Emily: What looks like somebody just like, sitting relaxed, not wanting to do anything. You know, watching a show, looking at their phone, is actually describing analysis paralysis. And I just felt like I was in that every day. You are just sitting there screaming at yourself to get up and do something. And as the time ticks by, you're like, "Great, now you have five less minutes to do this thing. Now, what's the point?" 

Laura: From the Understood Podcast Network, this is "ADHD Aha!," a podcast where people share the moment when it finally clicked that they or someone they know has ADHD. My name is Laura Key. I'm the editorial director here at Understood, and as someone who's had my own ADHD "aha" moment, I'll be your host.
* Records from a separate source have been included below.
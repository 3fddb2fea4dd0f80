//! Request and response types as seen by the worker.
//!
//! These mirror what the host runtime hands a background worker on a fetch
//! event: the request identity plus the metadata (mode, destination) the
//! classifier and the cacheability checks need. Headers are kept with
//! lowercased names so lookups are case-insensitive.

use std::collections::HashMap;

use serde::{Deserialize, Serialize};
use url::Url;

/// HTTP request method.
#[derive(Debug, Clone, Copy, PartialEq, Eq, Serialize, Deserialize)]
pub enum Method {
  Get,
  Head,
  Post,
  Put,
  Delete,
  Patch,
  Options,
}

impl Method {
  pub fn as_str(&self) -> &'static str {
    match self {
      Method::Get => "GET",
      Method::Head => "HEAD",
      Method::Post => "POST",
      Method::Put => "PUT",
      Method::Delete => "DELETE",
      Method::Patch => "PATCH",
      Method::Options => "OPTIONS",
    }
  }
}

/// How the request was initiated, as reported by the host runtime.
#[derive(Debug, Clone, Copy, PartialEq, Eq, Default)]
pub enum RequestMode {
  /// Full-document load (address bar, link click, reload).
  Navigate,
  #[default]
  NoCors,
  Cors,
  SameOrigin,
}

/// The kind of resource the request is fetching.
#[derive(Debug, Clone, Copy, PartialEq, Eq, Default)]
pub enum Destination {
  #[default]
  Empty,
  Document,
  Script,
  Style,
  Image,
  Font,
  Audio,
  Video,
}

/// An intercepted request.
#[derive(Debug, Clone)]
pub struct Request {
  pub method: Method,
  pub url: Url,
  pub headers: HashMap<String, String>,
  pub mode: RequestMode,
  pub destination: Destination,
}

impl Request {
  /// Create a plain GET request for a URL.
  pub fn get(url: Url) -> Self {
    Self {
      method: Method::Get,
      url,
      headers: HashMap::new(),
      mode: RequestMode::default(),
      destination: Destination::default(),
    }
  }

  pub fn with_method(mut self, method: Method) -> Self {
    self.method = method;
    self
  }

  pub fn with_mode(mut self, mode: RequestMode) -> Self {
    self.mode = mode;
    self
  }

  pub fn with_destination(mut self, destination: Destination) -> Self {
    self.destination = destination;
    self
  }

  pub fn with_header(mut self, name: &str, value: &str) -> Self {
    self.headers.insert(name.to_lowercase(), value.to_string());
    self
  }

  /// Look up a header value (case-insensitive).
  pub fn header(&self, name: &str) -> Option<&str> {
    self.headers.get(&name.to_lowercase()).map(String::as_str)
  }

  pub fn has_header(&self, name: &str) -> bool {
    self.header(name).is_some()
  }
}

/// A captured response: status, headers and full body.
#[derive(Debug, Clone, PartialEq, Serialize, Deserialize)]
pub struct Response {
  pub status: u16,
  pub headers: HashMap<String, String>,
  pub body: Vec<u8>,
}

impl Response {
  pub fn new(status: u16) -> Self {
    Self {
      status,
      headers: HashMap::new(),
      body: Vec::new(),
    }
  }

  pub fn with_body(mut self, body: impl Into<Vec<u8>>) -> Self {
    self.body = body.into();
    self
  }

  pub fn with_header(mut self, name: &str, value: &str) -> Self {
    self.headers.insert(name.to_lowercase(), value.to_string());
    self
  }

  /// Build a JSON response with the right content type.
  pub fn json(status: u16, value: &serde_json::Value) -> Self {
    Self::new(status)
      .with_header("content-type", "application/json")
      .with_body(value.to_string())
  }

  /// Look up a header value (case-insensitive).
  pub fn header(&self, name: &str) -> Option<&str> {
    self.headers.get(&name.to_lowercase()).map(String::as_str)
  }

  /// Whether the status is in the 2xx range.
  pub fn ok(&self) -> bool {
    (200..300).contains(&self.status)
  }

  /// Body size as advertised by Content-Length, falling back to the
  /// captured body length when the header is absent.
  pub fn content_length(&self) -> u64 {
    self
      .header("content-length")
      .and_then(|v| v.parse::<u64>().ok())
      .unwrap_or(self.body.len() as u64)
  }
}

#[cfg(test)]
mod tests {
  use super::*;

  #[test]
  fn header_lookup_is_case_insensitive() {
    let request = Request::get(Url::parse("https://example.com/a").unwrap())
      .with_header("Range", "bytes=0-100");

    assert_eq!(request.header("range"), Some("bytes=0-100"));
    assert_eq!(request.header("RANGE"), Some("bytes=0-100"));
    assert!(request.header("accept").is_none());
  }

  #[test]
  fn content_length_prefers_header() {
    let response = Response::new(200)
      .with_body("abc")
      .with_header("content-length", "12345");

    assert_eq!(response.content_length(), 12345);

    let bare = Response::new(200).with_body("abc");
    assert_eq!(bare.content_length(), 3);
  }

  #[test]
  fn json_response_sets_content_type() {
    let response = Response::json(503, &serde_json::json!({"offline": true}));

    assert_eq!(response.status, 503);
    assert_eq!(response.header("content-type"), Some("application/json"));
    let value: serde_json::Value = serde_json::from_slice(&response.body).unwrap();
    assert_eq!(value["offline"], true);
  }
}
I'm here today with Emily Weinberg. Emily is a listener who wrote in, who says that she's been listening since we started the show. So grateful for that. Emily is also an ADHD coach who is located outside of Boston. You can find her at Emily, thank you so much for being here today. 

Emily: Thanks for having me. 

Laura: Emily and I are laughing because the fire alarm just went off. Did you hear it? As soon as I introduced you. 

Emily: This is amazing. 

Laura: It's part of it now. OK, I don't think I need to evacuate the building, but, you know, if you see smoke behind me, please let me know. And I'll go running out. Oh, if only this were a video episode so everyone could see the flashing lights. 

Emily: It looks like a laser beam. Like one of those, school photos where you had, like, the lasers behind you. 

Laura: Oh, my gosh, I know exactly what you mean. And that's not a big deal. You know, we're not people who get distracted at all. It's just an interview about ADHD. 

Emily: Totally tune that out. 

Laura: Well, thank you for being at the circus with me today, Emily. I'm excited to chat with you. Thank you for being a listener for so long. I really appreciate it. 

Emily: Yeah. Of course. I mean, thank you for putting out such good content. 

Laura: My pleasure. OK, we're going to talk about your diagnosis. We're going to get to that. But I want to start with a biggie if that's all right with you. When we chatted last, you told me you used to describe yourself as a lazy person. Could you just unpack that? Why did you think you were a lazy person? 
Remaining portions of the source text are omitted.